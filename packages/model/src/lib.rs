//! # HGSS document model
//!
//! The canonical hierarchical spatial document. Pure data: a [`Document`]
//! holds a style table and exactly one root [`Node`]; nodes form a tree of
//! groups and geometry-bearing leaves.
//!
//! Style properties and geometry coordinates are opaque JSON values so that
//! converters for formats not known here can carry whatever they need.

mod document;
mod error;

pub use document::{
    node_kind_for_geometry, Document, Geometry, Node, StyleMap, DEFAULT_VERSION, FORMAT_TAG,
    GEOMETRY_KINDS, GROUP,
};
pub use error::ValidationError;
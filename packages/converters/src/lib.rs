//! # HGSS Converters
//!
//! Reference [`Converter`] implementations for the mirror coordinator.
//!
//! | format    | view          | export | import |
//! |-----------|---------------|--------|--------|
//! | `geojson` | `View::Json`  | yes    | yes    |
//! | `kml`     | `View::Text`  | yes    | yes    |

pub mod geojson;
pub mod kml;

pub use geojson::{Feature, FeatureCollection, GeoJsonConverter};
pub use kml::{hex_to_kml_color, kml_color_to_hex, KmlConverter, KmlOptions};

use hgss_mirror::Converter;

pub const GEOJSON: &str = "geojson";
pub const KML: &str = "kml";

/// Every built-in converter, keyed by format name
pub fn default_converters() -> Vec<(String, Box<dyn Converter>)> {
    vec![
        (
            GEOJSON.to_string(),
            Box::new(GeoJsonConverter) as Box<dyn Converter>,
        ),
        (
            KML.to_string(),
            Box::new(KmlConverter::default()) as Box<dyn Converter>,
        ),
    ]
}

/// Built-in converter registered under `format`
pub fn converter_for(format: &str) -> Option<Box<dyn Converter>> {
    match format {
        GEOJSON => Some(Box::new(GeoJsonConverter)),
        KML => Some(Box::new(KmlConverter::default())),
        _ => None,
    }
}

/// File extension used when writing a format's mirror
pub fn extension_for(format: &str) -> &str {
    match format {
        GEOJSON => "geojson",
        KML => "kml",
        _ => "txt",
    }
}
use crate::ValidationError;
use serde::{Deserialize, Serialize};
use serde_json::{Map, Value};

/// Format tag every HGSS document carries
pub const FORMAT_TAG: &str = "HGSS";

/// Version written by documents created in this crate
pub const DEFAULT_VERSION: &str = "1.0";

/// Type tag of container nodes
pub const GROUP: &str = "Group";

/// Geometry kinds a node type tag may mirror
pub const GEOMETRY_KINDS: [&str; 7] = [
    "Point",
    "MultiPoint",
    "LineString",
    "MultiLineString",
    "Polygon",
    "MultiPolygon",
    "GeometryCollection",
];

/// Opaque property bag used for styles
pub type StyleMap = Map<String, Value>;

/// Root of an HGSS document
#[derive(Debug, Clone, PartialEq, Serialize, Deserialize)]
pub struct Document {
    #[serde(rename = "type")]
    pub kind: String,
    pub version: String,
    #[serde(default, skip_serializing_if = "Option::is_none")]
    pub name: Option<String>,
    #[serde(default, skip_serializing_if = "Option::is_none")]
    pub description: Option<String>,
    /// Style identifier → style properties (opaque)
    #[serde(default)]
    pub styles: StyleMap,
    pub root: Node,
}

/// Element of the document tree
///
/// A node with children is a container and a node with a geometry is a leaf.
/// A node carrying neither is a degenerate leaf and is valid.
#[derive(Debug, Clone, PartialEq, Serialize, Deserialize)]
pub struct Node {
    pub id: String,
    /// `"Group"` or a geometry kind
    #[serde(rename = "type")]
    pub kind: String,
    #[serde(default, skip_serializing_if = "Option::is_none")]
    pub name: Option<String>,
    #[serde(default, skip_serializing_if = "Option::is_none")]
    pub description: Option<String>,
    /// Label position, two or three numbers
    #[serde(default, skip_serializing_if = "Option::is_none")]
    pub coordinates: Option<Vec<f64>>,
    #[serde(default, skip_serializing_if = "Option::is_none")]
    pub geometry: Option<Geometry>,
    #[serde(default, skip_serializing_if = "Option::is_none")]
    pub style: Option<StyleMap>,
    #[serde(default, skip_serializing_if = "Option::is_none")]
    pub children: Option<Vec<Node>>,
}

/// Geometry payload. The coordinate shape depends on `kind` and is never
/// interpreted outside converters.
#[derive(Debug, Clone, PartialEq, Serialize, Deserialize)]
pub struct Geometry {
    #[serde(rename = "type")]
    pub kind: String,
    pub coordinates: Value,
}

impl Document {
    pub fn new(root: Node) -> Self {
        Self {
            kind: FORMAT_TAG.to_string(),
            version: DEFAULT_VERSION.to_string(),
            name: None,
            description: None,
            styles: StyleMap::new(),
            root,
        }
    }

    pub fn with_name(mut self, name: impl Into<String>) -> Self {
        self.name = Some(name.into());
        self
    }

    pub fn with_style(mut self, id: impl Into<String>, properties: Value) -> Self {
        self.styles.insert(id.into(), properties);
        self
    }

    /// Check the document header
    pub fn validate(&self) -> Result<(), ValidationError> {
        if self.kind != FORMAT_TAG {
            return Err(ValidationError::InvalidType(self.kind.clone()));
        }
        if self.version.is_empty() {
            return Err(ValidationError::MissingVersion);
        }
        Ok(())
    }

    /// Number of nodes carrying a geometry
    pub fn features(&self) -> usize {
        let mut count = 0;
        self.root.walk(&mut |node| {
            if node.geometry.is_some() {
                count += 1;
            }
        });
        count
    }
}

impl Node {
    /// Empty container node
    pub fn group(id: impl Into<String>) -> Self {
        Self {
            id: id.into(),
            kind: GROUP.to_string(),
            name: None,
            description: None,
            coordinates: None,
            geometry: None,
            style: None,
            children: Some(Vec::new()),
        }
    }

    /// Leaf node whose type tag follows its geometry
    pub fn feature(id: impl Into<String>, geometry: Geometry) -> Self {
        Self {
            id: id.into(),
            kind: node_kind_for_geometry(&geometry.kind).to_string(),
            name: None,
            description: None,
            coordinates: None,
            geometry: Some(geometry),
            style: None,
            children: None,
        }
    }

    pub fn with_name(mut self, name: impl Into<String>) -> Self {
        self.name = Some(name.into());
        self
    }

    pub fn with_description(mut self, description: impl Into<String>) -> Self {
        self.description = Some(description.into());
        self
    }

    pub fn with_coordinates(mut self, coordinates: Vec<f64>) -> Self {
        self.coordinates = Some(coordinates);
        self
    }

    pub fn with_style(mut self, style: StyleMap) -> Self {
        self.style = Some(style);
        self
    }

    pub fn with_child(mut self, child: Node) -> Self {
        self.children.get_or_insert_with(Vec::new).push(child);
        self
    }

    pub fn is_group(&self) -> bool {
        self.kind == GROUP
    }

    /// First node with `id` in preorder, starting at `self`
    pub fn find(&self, id: &str) -> Option<&Node> {
        if self.id == id {
            return Some(self);
        }
        self.children
            .iter()
            .flatten()
            .find_map(|child| child.find(id))
    }

    /// Visit `self` and every descendant in preorder
    pub fn walk<F: FnMut(&Node)>(&self, visit: &mut F) {
        visit(self);
        for child in self.children.iter().flatten() {
            child.walk(visit);
        }
    }
}

impl Geometry {
    pub fn new(kind: impl Into<String>, coordinates: Value) -> Self {
        Self {
            kind: kind.into(),
            coordinates,
        }
    }

    pub fn point(x: f64, y: f64) -> Self {
        Self::new("Point", Value::from(vec![x, y]))
    }
}

/// Map a geometry kind to the node type tag that represents it
pub fn node_kind_for_geometry(kind: &str) -> &str {
    if GEOMETRY_KINDS.contains(&kind) {
        kind
    } else {
        GROUP
    }
}

#[cfg(test)]
mod tests {
    use super::*;
    use serde_json::json;

    fn sample() -> Document {
        Document::new(
            Node::group("root")
                .with_child(Node::feature("a", Geometry::point(0.0, 0.0)).with_name("A"))
                .with_child(
                    Node::group("folder")
                        .with_child(Node::feature("b", Geometry::point(1.0, 2.0))),
                ),
        )
    }

    #[test]
    fn test_deserialize_wire_shape() {
        let doc: Document = serde_json::from_value(json!({
            "type": "HGSS",
            "version": "1.0",
            "styles": { "#red": { "fill": "#ff0000" } },
            "root": {
                "id": "root",
                "type": "Group",
                "children": [{
                    "id": "point1",
                    "type": "Point",
                    "name": "Test Point",
                    "geometry": { "type": "Point", "coordinates": [0, 0] }
                }]
            }
        }))
        .unwrap();

        assert_eq!(doc.kind, "HGSS");
        assert_eq!(doc.styles["#red"]["fill"], "#ff0000");
        let child = &doc.root.children.as_ref().unwrap()[0];
        assert_eq!(child.name.as_deref(), Some("Test Point"));
        assert_eq!(child.geometry.as_ref().unwrap().coordinates, json!([0, 0]));
    }

    #[test]
    fn test_absent_fields_are_not_serialized() {
        let value = serde_json::to_value(Node::feature("p", Geometry::point(0.0, 0.0))).unwrap();
        let object = value.as_object().unwrap();
        assert!(!object.contains_key("name"));
        assert!(!object.contains_key("children"));
        assert_eq!(object["type"], "Point");
    }

    #[test]
    fn test_validate() {
        let mut doc = sample();
        assert!(doc.validate().is_ok());

        doc.version.clear();
        assert_eq!(doc.validate(), Err(ValidationError::MissingVersion));

        doc.kind = "GeoJSON".to_string();
        assert_eq!(
            doc.validate(),
            Err(ValidationError::InvalidType("GeoJSON".to_string()))
        );
    }

    #[test]
    fn test_find_and_walk() {
        let doc = sample();
        assert_eq!(doc.root.find("b").map(|n| n.kind.as_str()), Some("Point"));
        assert!(doc.root.find("missing").is_none());

        let mut ids = Vec::new();
        doc.root.walk(&mut |node| ids.push(node.id.clone()));
        assert_eq!(ids, vec!["root", "a", "folder", "b"]);
        assert_eq!(doc.features(), 2);
    }

    #[test]
    fn test_node_kind_for_geometry() {
        assert_eq!(node_kind_for_geometry("Polygon"), "Polygon");
        assert_eq!(node_kind_for_geometry("GeometryCollection"), "GeometryCollection");
        assert_eq!(node_kind_for_geometry("Circle"), GROUP);
    }
}
use serde::{Deserialize, Serialize};
use std::path::PathBuf;

pub const DEFAULT_CONFIG_NAME: &str = "hgss.config.json";

/// HGSS configuration file format
#[derive(Debug, Clone, PartialEq, Serialize, Deserialize)]
#[serde(rename_all = "camelCase")]
pub struct Config {
    /// Mirrors to maintain (e.g., "geojson", "kml")
    #[serde(default = "default_formats")]
    pub formats: Vec<String>,

    /// Directory mirrors are written to
    #[serde(default = "default_out_dir")]
    pub out_dir: String,

    /// Indent JSON output
    #[serde(default = "default_pretty")]
    pub pretty: bool,
}

fn default_formats() -> Vec<String> {
    vec!["geojson".to_string(), "kml".to_string()]
}

fn default_out_dir() -> String {
    "mirrors".to_string()
}

fn default_pretty() -> bool {
    true
}

impl Config {
    /// Load config from a directory
    pub fn load(cwd: &str) -> anyhow::Result<Self> {
        let config_path = PathBuf::from(cwd).join(DEFAULT_CONFIG_NAME);

        if config_path.exists() {
            let content = std::fs::read_to_string(&config_path)?;
            let config: Config = serde_json::from_str(&content)?;
            Ok(config)
        } else {
            Ok(Config::default())
        }
    }

    /// Absolute path of the mirror directory
    pub fn get_out_dir(&self, cwd: &str) -> PathBuf {
        PathBuf::from(cwd).join(&self.out_dir)
    }
}

impl Default for Config {
    fn default() -> Self {
        Self {
            formats: default_formats(),
            out_dir: default_out_dir(),
            pretty: default_pretty(),
        }
    }
}

#[cfg(test)]
mod tests {
    use super::*;

    #[test]
    fn test_parse_config() {
        let json = r#"{
            "formats": ["kml"],
            "outDir": "dist/maps",
            "pretty": false
        }"#;

        let config: Config = serde_json::from_str(json).unwrap();
        assert_eq!(config.formats, vec!["kml"]);
        assert_eq!(config.out_dir, "dist/maps");
        assert!(!config.pretty);
    }

    #[test]
    fn test_partial_config_uses_defaults() {
        let config: Config = serde_json::from_str(r#"{ "outDir": "out" }"#).unwrap();
        assert_eq!(config.formats, vec!["geojson", "kml"]);
        assert_eq!(config.out_dir, "out");
        assert!(config.pretty);
    }

    #[test]
    fn test_load_from_directory() {
        let dir = tempfile::tempdir().unwrap();
        let cwd = dir.path().display().to_string();

        assert_eq!(Config::load(&cwd).unwrap(), Config::default());

        std::fs::write(
            dir.path().join(DEFAULT_CONFIG_NAME),
            r#"{ "formats": ["geojson"] }"#,
        )
        .unwrap();
        let config = Config::load(&cwd).unwrap();
        assert_eq!(config.formats, vec!["geojson"]);
        assert_eq!(config.get_out_dir(&cwd), dir.path().join("mirrors"));
    }

    #[test]
    fn test_load_rejects_bad_json() {
        let dir = tempfile::tempdir().unwrap();
        std::fs::write(dir.path().join(DEFAULT_CONFIG_NAME), "{ formats").unwrap();

        assert!(Config::load(&dir.path().display().to_string()).is_err());
    }
}
use super::{build_mirror, file_stem, read_document, write_mirrors};
use crate::config::Config;
use anyhow::{anyhow, Result};
use clap::Args;
use colored::Colorize;
use hgss_mirror::Mirror;
use notify::{Event, EventKind, RecommendedWatcher, RecursiveMode, Watcher};
use std::path::{Path, PathBuf};
use std::sync::mpsc::channel;
use tracing::debug;

#[derive(Debug, Args)]
pub struct MirrorArgs {
    /// HGSS document to mirror
    pub document: PathBuf,

    /// Output directory (overrides config)
    #[arg(short, long)]
    pub out_dir: Option<String>,

    /// Formats to maintain (overrides config, repeatable)
    #[arg(short, long = "format")]
    pub formats: Vec<String>,

    /// Watch the document and rewrite mirrors on change
    #[arg(short, long)]
    pub watch: bool,
}

pub fn mirror(args: MirrorArgs, cwd: &str) -> Result<()> {
    let config = Config::load(cwd)?;
    let formats = if args.formats.is_empty() {
        config.formats.clone()
    } else {
        args.formats.clone()
    };
    let out_dir = match &args.out_dir {
        Some(dir) => PathBuf::from(cwd).join(dir),
        None => config.get_out_dir(cwd),
    };
    let path = PathBuf::from(cwd).join(&args.document);
    let stem = file_stem(&path);

    println!("{}", "🪞 Mirroring HGSS document...".bright_blue().bold());

    let mirror = build_mirror(read_document(&path)?, &formats)?;
    write_mirrors(&mirror, &out_dir, &stem, config.pretty)?;

    if args.watch {
        watch(&mirror, &path, &out_dir, &stem, config.pretty)?;
    }

    Ok(())
}

/// Reload `path` into the mirror whenever it changes. Runs until the watcher
/// goes away.
fn watch(mirror: &Mirror, path: &Path, out_dir: &Path, stem: &str, pretty: bool) -> Result<()> {
    let parent = path
        .parent()
        .ok_or_else(|| anyhow!("Cannot watch {}", path.display()))?;
    let file_name = path.file_name().map(|name| name.to_os_string());

    let (tx, rx) = channel();
    let mut watcher = RecommendedWatcher::new(
        move |res: Result<Event, notify::Error>| {
            if let Ok(event) = res {
                if matches!(event.kind, EventKind::Modify(_) | EventKind::Create(_)) {
                    let _ = tx.send(event);
                }
            }
        },
        notify::Config::default(),
    )?;

    // Editors often replace the file, so watch its directory
    watcher.watch(parent, RecursiveMode::NonRecursive)?;
    println!("👀 Watching {}", path.display());

    for event in rx {
        let touches_document = event
            .paths
            .iter()
            .any(|changed| changed.file_name().map(|name| name.to_os_string()) == file_name);
        if !touches_document {
            continue;
        }
        debug!(kind = ?event.kind, "document changed");

        match read_document(path) {
            Ok(document) => {
                mirror.set_document(document);
                write_mirrors(mirror, out_dir, stem, pretty)?;
            }
            Err(err) => eprintln!("  {} {:#}", "✗".red(), err),
        }
    }

    Ok(())
}
use super::read_document;
use anyhow::{anyhow, bail, Context, Result};
use clap::Args;
use colored::Colorize;
use hgss_converters::{converter_for, GEOJSON};
use hgss_mirror::View;
use hgss_model::Document;
use std::fs;
use std::path::PathBuf;

pub const HGSS: &str = "hgss";

#[derive(Debug, Args)]
pub struct ConvertArgs {
    /// Input file
    #[arg(short, long)]
    pub input: PathBuf,

    /// Output file (defaults to stdout)
    #[arg(short, long)]
    pub output: Option<PathBuf>,

    /// Source format (geojson, kml, hgss)
    #[arg(short, long, default_value = GEOJSON)]
    pub from: String,

    /// Target format (hgss, geojson, kml)
    #[arg(short, long, default_value = HGSS)]
    pub to: String,

    /// Write JSON on a single line
    #[arg(long)]
    pub compact: bool,
}

pub fn convert(args: ConvertArgs, cwd: &str) -> Result<()> {
    let input = PathBuf::from(cwd).join(&args.input);
    let pretty = !args.compact;

    let output = if args.from == HGSS {
        export_document(&read_document(&input)?, &args.to, pretty)?
    } else {
        let content = fs::read_to_string(&input)
            .with_context(|| format!("Cannot read {}", input.display()))?;
        let document = import_document(&content, &args.from, &args.to)?;
        if pretty {
            serde_json::to_string_pretty(&document)?
        } else {
            serde_json::to_string(&document)?
        }
    };

    match args.output {
        Some(output_path) => {
            let output_path = PathBuf::from(cwd).join(output_path);
            fs::write(&output_path, output)
                .with_context(|| format!("Cannot write {}", output_path.display()))?;
            println!(
                "  {} {} → {}",
                "✓".green(),
                args.input.display(),
                output_path.display()
            );
        }
        None => println!("{}", output),
    }

    Ok(())
}

/// Render `document` in the `to` format
pub(crate) fn export_document(document: &Document, to: &str, pretty: bool) -> Result<String> {
    let converter =
        converter_for(to).ok_or_else(|| anyhow!("Unsupported conversion: {} -> {}", HGSS, to))?;
    let view = converter.from_document(document)?;
    Ok(view.render(pretty)?)
}

/// Parse `content` written in the `from` format into a validated document
pub(crate) fn import_document(content: &str, from: &str, to: &str) -> Result<Document> {
    if to != HGSS {
        bail!("Unsupported conversion: {} -> {}", from, to);
    }

    let converter =
        converter_for(from).ok_or_else(|| anyhow!("Unsupported conversion: {} -> {}", from, to))?;
    let view = if from == GEOJSON {
        View::Json(serde_json::from_str(content).context("Input is not valid JSON")?)
    } else {
        View::Text(content.to_string())
    };

    let document = converter.to_document(&view)?;
    document.validate()?;
    Ok(document)
}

▶ **EXERCISE INSTRUCTIONS**:
"values so that" marks the last line to print; print everything from the first line of the data through that line, unchanged, and nothing more.

▶ **FINAL ANSWER**:
filename packages/model/src/lib.rs
//! # HGSS document model
//!
//! The canonical hierarchical spatial document. Pure data: a [`Document`]
//! holds a style table and exactly one root [`Node`]; nodes form a tree of
//! groups and geometry-bearing leaves.
//!
//! Style properties and geometry coordinates are opaque JSON values so that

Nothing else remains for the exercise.